Figure 1: Cellular transcriptional profiling-based siRNA screen for host factors involved in influenza A virus replication.

(a) Illustration of the siRNA screen procedures. IAVSG, influenza A virus-stimulated genes. (b) Functional classification of identified genes. Numbers of identified genes per category were indicated. (c) Immunofluorescence images of cells treated with control or FMRP-specific siRNA and infected with PR8 virus. Scale bar, 20 μm. (d) The reduction in the FMRP protein level correlated with the extent of NP nuclear accumulation. A549 cells were treated with control or three individual FMRP-specific siRNAs. After 48 h, cells were lysed and subjected to western blot analyses (left), or were infected with PR8 viruses (right, see also Supplementary Fig. 1f), followed by immunofluorescence analysis.
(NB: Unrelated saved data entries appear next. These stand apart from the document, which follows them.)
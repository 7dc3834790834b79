//! The batch iterator protocol.
//!
//! A [`BatchIterator`] is a pull-based cursor over rows whose source may not
//! be fully available yet. Consumers drive it like this:
//!
//! ```text
//!            move_next() == true
//!          +---------------------+
//!          |                     |
//!          v                     |
//!   [not started] ----> [positioned] ----> [exhausted]
//!          ^                                 |    |
//!          |   move_to_start()               |    | !all_loaded()
//!          +---------------------------------+    v
//!                                        load_next_batch().await
//!                                                 |
//!                                                 +--> move_next() again
//! ```
//!
//! Calls into one iterator are never concurrent. Kills from other threads go
//! through a [`KillSwitch`] observed by whoever drives the iterator.

mod bucket;
mod composite;
mod consumer;
mod filter;
mod in_memory;
mod kill;
mod limit;
mod projection;

pub use bucket::{BucketBatchIterator, BucketFeeder};
pub use composite::CompositeBatchIterator;
pub use consumer::collect_all;
pub use filter::FilteringBatchIterator;
pub use in_memory::InMemoryBatchIterator;
pub use kill::KillSwitch;
pub use limit::LimitingBatchIterator;
pub use projection::ProjectingBatchIterator;

use futures::future::{self, BoxFuture};
use quarry_common::{QuarryError, QuarryResult};

use crate::row::Row;

/// Future returned by [`BatchIterator::load_next_batch`].
pub type LoadFuture = BoxFuture<'static, QuarryResult<()>>;

/// A boxed batch iterator.
pub type BoxedBatchIterator = Box<dyn BatchIterator>;

/// Pull-based cursor over rows that may arrive in batches.
pub trait BatchIterator: Send {
    /// Advances to the next row. Returns `false` when no row is available
    /// right now; check [`all_loaded`](Self::all_loaded) to tell the end of
    /// the data from a batch boundary.
    fn move_next(&mut self) -> QuarryResult<bool>;

    /// Returns the current row. Only valid directly after `move_next`
    /// returned `true`; fails with an illegal state error otherwise.
    fn current_element(&self) -> QuarryResult<&dyn Row>;

    /// Rewinds to before the first row.
    fn move_to_start(&mut self) -> QuarryResult<()>;

    /// Returns true if the source is fully available.
    fn all_loaded(&self) -> bool;

    /// Loads more data. Fails if everything is already loaded, or with the
    /// kill cause once the iterator is killed.
    fn load_next_batch(&mut self) -> LoadFuture;

    /// Releases resources. Idempotent.
    fn close(&mut self);

    /// Releases resources and fails any pending load with `cause`.
    /// Idempotent; the first terminal call wins.
    fn kill(&mut self, cause: QuarryError);

    /// Exact number of rows, if known without consuming the iterator.
    fn size_hint(&self) -> Option<usize> {
        None
    }
}

impl<B: BatchIterator + ?Sized> BatchIterator for Box<B> {
    fn move_next(&mut self) -> QuarryResult<bool> {
        (**self).move_next()
    }

    fn current_element(&self) -> QuarryResult<&dyn Row> {
        (**self).current_element()
    }

    fn move_to_start(&mut self) -> QuarryResult<()> {
        (**self).move_to_start()
    }

    fn all_loaded(&self) -> bool {
        (**self).all_loaded()
    }

    fn load_next_batch(&mut self) -> LoadFuture {
        (**self).load_next_batch()
    }

    fn close(&mut self) {
        (**self).close()
    }

    fn kill(&mut self, cause: QuarryError) {
        (**self).kill(cause)
    }

    fn size_hint(&self) -> Option<usize> {
        (**self).size_hint()
    }
}

/// Terminal-state bookkeeping shared by iterator implementations.
#[derive(Debug, Default)]
pub struct IteratorState {
    terminated: Option<Terminated>,
}

#[derive(Debug)]
enum Terminated {
    Closed,
    Killed(QuarryError),
}

impl IteratorState {
    /// Creates an open state.
    pub fn new() -> Self {
        Self::default()
    }

    /// Fails if the iterator was closed or killed.
    #[inline]
    pub fn ensure_open(&self) -> QuarryResult<()> {
        match &self.terminated {
            None => Ok(()),
            Some(Terminated::Closed) => Err(QuarryError::illegal_state("iterator is closed")),
            Some(Terminated::Killed(cause)) => Err(cause.clone()),
        }
    }

    /// Marks the iterator closed. Returns false if it was already terminated.
    pub fn close(&mut self) -> bool {
        if self.terminated.is_some() {
            return false;
        }
        self.terminated = Some(Terminated::Closed);
        true
    }

    /// Marks the iterator killed. Returns false if it was already terminated.
    pub fn kill(&mut self, cause: QuarryError) -> bool {
        if self.terminated.is_some() {
            return false;
        }
        self.terminated = Some(Terminated::Killed(cause));
        true
    }

    /// Returns the kill cause, if killed.
    pub fn kill_cause(&self) -> Option<&QuarryError> {
        match &self.terminated {
            Some(Terminated::Killed(cause)) => Some(cause),
            _ => None,
        }
    }

    /// Returns true once closed or killed.
    pub fn is_terminated(&self) -> bool {
        self.terminated.is_some()
    }
}

/// A load future that resolves immediately.
pub fn loaded() -> LoadFuture {
    Box::pin(future::ready(Ok(())))
}

/// A load future that fails immediately.
pub fn load_failed(err: QuarryError) -> LoadFuture {
    Box::pin(future::ready(Err(err)))
}

/// The failure returned when loading a fully loaded iterator.
pub fn all_loaded_error() -> QuarryError {
    QuarryError::illegal_state("all batches already loaded")
}

/// The failure returned when reading an iterator that is not positioned.
pub fn not_positioned_error() -> QuarryError {
    QuarryError::illegal_state("iterator is not positioned on a row")
}
//! Iterator over rows that are already in memory.

use quarry_common::{QuarryError, QuarryResult};

use super::{
    all_loaded_error, load_failed, not_positioned_error, BatchIterator, IteratorState, LoadFuture,
};
use crate::row::{OwnedRow, Row};

/// Fully loaded, rewindable iterator over a vector of rows.
#[derive(Debug)]
pub struct InMemoryBatchIterator {
    rows: Vec<OwnedRow>,
    /// Index of the current row plus one; 0 before the first row.
    position: usize,
    positioned: bool,
    state: IteratorState,
}

impl InMemoryBatchIterator {
    /// Creates an iterator over `rows`.
    pub fn new(rows: Vec<OwnedRow>) -> Self {
        Self {
            rows,
            position: 0,
            positioned: false,
            state: IteratorState::new(),
        }
    }

    /// Creates an empty iterator.
    pub fn empty() -> Self {
        Self::new(Vec::new())
    }

    /// Creates an iterator from raw value vectors.
    pub fn from_values<I, R>(rows: I) -> Self
    where
        I: IntoIterator<Item = R>,
        R: Into<OwnedRow>,
    {
        Self::new(rows.into_iter().map(Into::into).collect())
    }
}

impl BatchIterator for InMemoryBatchIterator {
    fn move_next(&mut self) -> QuarryResult<bool> {
        self.state.ensure_open()?;
        if self.position < self.rows.len() {
            self.position += 1;
            self.positioned = true;
        } else {
            self.positioned = false;
        }
        Ok(self.positioned)
    }

    fn current_element(&self) -> QuarryResult<&dyn Row> {
        if !self.positioned {
            return Err(not_positioned_error());
        }
        self.rows
            .get(self.position - 1)
            .map(|row| row as &dyn Row)
            .ok_or_else(not_positioned_error)
    }

    fn move_to_start(&mut self) -> QuarryResult<()> {
        self.state.ensure_open()?;
        self.position = 0;
        self.positioned = false;
        Ok(())
    }

    fn all_loaded(&self) -> bool {
        true
    }

    fn load_next_batch(&mut self) -> LoadFuture {
        match self.state.ensure_open() {
            Ok(()) => load_failed(all_loaded_error()),
            Err(e) => load_failed(e),
        }
    }

    fn close(&mut self) {
        if self.state.close() {
            self.positioned = false;
            self.rows = Vec::new();
        }
    }

    fn kill(&mut self, cause: QuarryError) {
        if self.state.kill(cause) {
            self.positioned = false;
            self.rows = Vec::new();
        }
    }

    fn size_hint(&self) -> Option<usize> {
        Some(self.rows.len())
    }
}

#[cfg(test)]
mod tests {
    use super::*;
    use crate::testing::{rows_of, BatchIteratorTester};
    use crate::value::Value;

    #[tokio::test]
    async fn test_in_memory_contract() {
        let expected = rows_of(&[&[1, 2], &[3, 4], &[5, 6]]);
        let source = expected.clone();
        BatchIteratorTester::new(move || {
            Box::new(InMemoryBatchIterator::from_values(source.clone()))
        })
        .verify_result_and_edge_case_behaviour(&expected)
        .await;
    }

    #[test]
    fn test_current_element_requires_position() {
        let mut it = InMemoryBatchIterator::from_values(vec![vec![Value::Int(1)]]);
        assert!(it.current_element().is_err());
        assert!(it.move_next().unwrap());
        assert_eq!(it.current_element().unwrap().get(0), Some(&Value::Int(1)));
        assert!(!it.move_next().unwrap());
        assert!(matches!(
            it.current_element(),
            Err(QuarryError::IllegalState { .. })
        ));
    }

    #[test]
    fn test_kill_fails_further_progress() {
        let mut it = InMemoryBatchIterator::from_values(vec![vec![Value::Int(1)]]);
        it.kill(QuarryError::JobKilled);
        assert_eq!(it.move_next().unwrap_err(), QuarryError::JobKilled);
        assert_eq!(
            futures::executor::block_on(it.load_next_batch()).unwrap_err(),
            QuarryError::JobKilled
        );
    }

    #[test]
    fn test_size_hint() {
        assert_eq!(InMemoryBatchIterator::empty().size_hint(), Some(0));
        assert_eq!(
            InMemoryBatchIterator::from_values(rows_of(&[&[1], &[2]])).size_hint(),
            Some(2)
        );
    }
}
Quantitative analyses were calculated by ratios of NP nuclear-retained cells/total infected cells (mean±s.d. of three independent experiments, *P<0.05, **P<0.01, n.s., not significant, two-tailed Student’s t-test). (e) FMRP knockdown resulted in NP nuclear retention in cells infected with H7N9 influenza A virus. A549 cells were treated with the indicated siRNA, infected with H7N9 influenza A virus (A/Anhui/1/2013) at an MOI of 0.1 for 9 h, and were subjected to the immunofluorescence assay and quantitatively analysed (mean±s.d. of three independent experiments, *P<0.05, two-tailed Student’s t-test). Scale bar, 20 μm.